=== DIRECTIONS ===
Your task is to find every line in the records that holds the string "return" and copy it.

=== TASK DATA ===
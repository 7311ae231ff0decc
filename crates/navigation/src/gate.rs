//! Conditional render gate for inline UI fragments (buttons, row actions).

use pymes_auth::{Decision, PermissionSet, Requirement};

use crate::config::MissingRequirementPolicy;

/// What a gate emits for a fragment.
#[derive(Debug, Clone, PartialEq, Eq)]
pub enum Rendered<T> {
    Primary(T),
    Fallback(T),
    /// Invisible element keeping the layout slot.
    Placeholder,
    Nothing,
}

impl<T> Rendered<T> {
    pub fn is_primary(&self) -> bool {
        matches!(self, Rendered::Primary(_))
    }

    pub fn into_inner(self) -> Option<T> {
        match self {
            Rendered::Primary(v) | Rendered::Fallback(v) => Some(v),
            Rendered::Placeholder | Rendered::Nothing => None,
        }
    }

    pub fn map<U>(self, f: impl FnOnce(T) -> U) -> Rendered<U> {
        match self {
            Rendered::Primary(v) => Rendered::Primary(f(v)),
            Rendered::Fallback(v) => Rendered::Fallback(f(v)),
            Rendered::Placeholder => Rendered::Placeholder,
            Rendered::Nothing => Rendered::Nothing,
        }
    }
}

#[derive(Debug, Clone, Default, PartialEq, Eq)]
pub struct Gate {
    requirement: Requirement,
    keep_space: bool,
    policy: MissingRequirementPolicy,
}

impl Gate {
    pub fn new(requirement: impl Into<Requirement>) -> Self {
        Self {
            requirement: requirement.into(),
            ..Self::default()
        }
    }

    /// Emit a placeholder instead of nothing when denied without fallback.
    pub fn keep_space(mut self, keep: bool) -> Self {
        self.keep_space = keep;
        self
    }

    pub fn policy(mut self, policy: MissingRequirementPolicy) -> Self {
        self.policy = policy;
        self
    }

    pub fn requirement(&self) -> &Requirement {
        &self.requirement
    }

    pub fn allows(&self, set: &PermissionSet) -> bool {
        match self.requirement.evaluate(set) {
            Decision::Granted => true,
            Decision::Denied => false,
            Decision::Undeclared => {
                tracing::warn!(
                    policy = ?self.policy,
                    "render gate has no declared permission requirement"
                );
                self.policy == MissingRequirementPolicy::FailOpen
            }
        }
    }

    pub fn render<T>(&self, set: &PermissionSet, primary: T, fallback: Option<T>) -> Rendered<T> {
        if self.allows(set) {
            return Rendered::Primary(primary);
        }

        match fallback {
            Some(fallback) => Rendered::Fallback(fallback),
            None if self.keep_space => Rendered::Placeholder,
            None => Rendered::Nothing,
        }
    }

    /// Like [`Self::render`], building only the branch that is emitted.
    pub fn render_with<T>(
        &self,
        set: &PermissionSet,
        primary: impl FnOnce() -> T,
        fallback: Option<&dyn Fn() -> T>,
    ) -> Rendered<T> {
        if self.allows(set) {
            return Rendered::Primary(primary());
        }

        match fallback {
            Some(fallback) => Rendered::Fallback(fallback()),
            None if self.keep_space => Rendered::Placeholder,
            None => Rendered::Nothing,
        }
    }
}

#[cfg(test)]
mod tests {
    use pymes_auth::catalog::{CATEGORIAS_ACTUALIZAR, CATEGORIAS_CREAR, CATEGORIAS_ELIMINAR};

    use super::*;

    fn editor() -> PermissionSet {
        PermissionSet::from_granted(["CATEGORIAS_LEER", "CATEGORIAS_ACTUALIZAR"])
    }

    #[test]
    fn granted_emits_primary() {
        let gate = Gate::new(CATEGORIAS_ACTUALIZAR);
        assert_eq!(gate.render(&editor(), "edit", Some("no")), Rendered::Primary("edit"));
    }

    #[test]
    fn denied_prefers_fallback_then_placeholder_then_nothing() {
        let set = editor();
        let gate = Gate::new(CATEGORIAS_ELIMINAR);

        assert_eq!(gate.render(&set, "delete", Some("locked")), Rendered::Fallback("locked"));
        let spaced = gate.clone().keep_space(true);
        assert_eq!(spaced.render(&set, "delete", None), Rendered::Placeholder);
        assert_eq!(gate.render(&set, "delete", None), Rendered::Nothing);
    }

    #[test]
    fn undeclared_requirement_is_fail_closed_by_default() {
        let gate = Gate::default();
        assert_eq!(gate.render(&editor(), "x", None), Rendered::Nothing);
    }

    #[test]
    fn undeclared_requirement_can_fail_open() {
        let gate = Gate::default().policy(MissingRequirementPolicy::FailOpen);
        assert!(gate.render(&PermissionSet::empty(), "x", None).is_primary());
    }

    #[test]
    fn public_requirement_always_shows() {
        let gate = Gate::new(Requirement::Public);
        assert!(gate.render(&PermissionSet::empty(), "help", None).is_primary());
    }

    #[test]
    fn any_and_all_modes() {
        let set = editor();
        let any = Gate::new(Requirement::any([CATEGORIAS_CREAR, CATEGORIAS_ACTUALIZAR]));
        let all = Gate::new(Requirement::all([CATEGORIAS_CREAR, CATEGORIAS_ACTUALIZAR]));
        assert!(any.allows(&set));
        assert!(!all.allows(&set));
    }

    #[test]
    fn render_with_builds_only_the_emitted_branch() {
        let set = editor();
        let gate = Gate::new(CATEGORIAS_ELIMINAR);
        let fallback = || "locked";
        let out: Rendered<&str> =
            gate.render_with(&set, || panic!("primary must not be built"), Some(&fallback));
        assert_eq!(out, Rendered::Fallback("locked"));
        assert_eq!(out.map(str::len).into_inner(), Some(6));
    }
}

=== SOLUTION TO THIS TASK ===
            return Rendered::Primary(primary);
            return Rendered::Primary(primary());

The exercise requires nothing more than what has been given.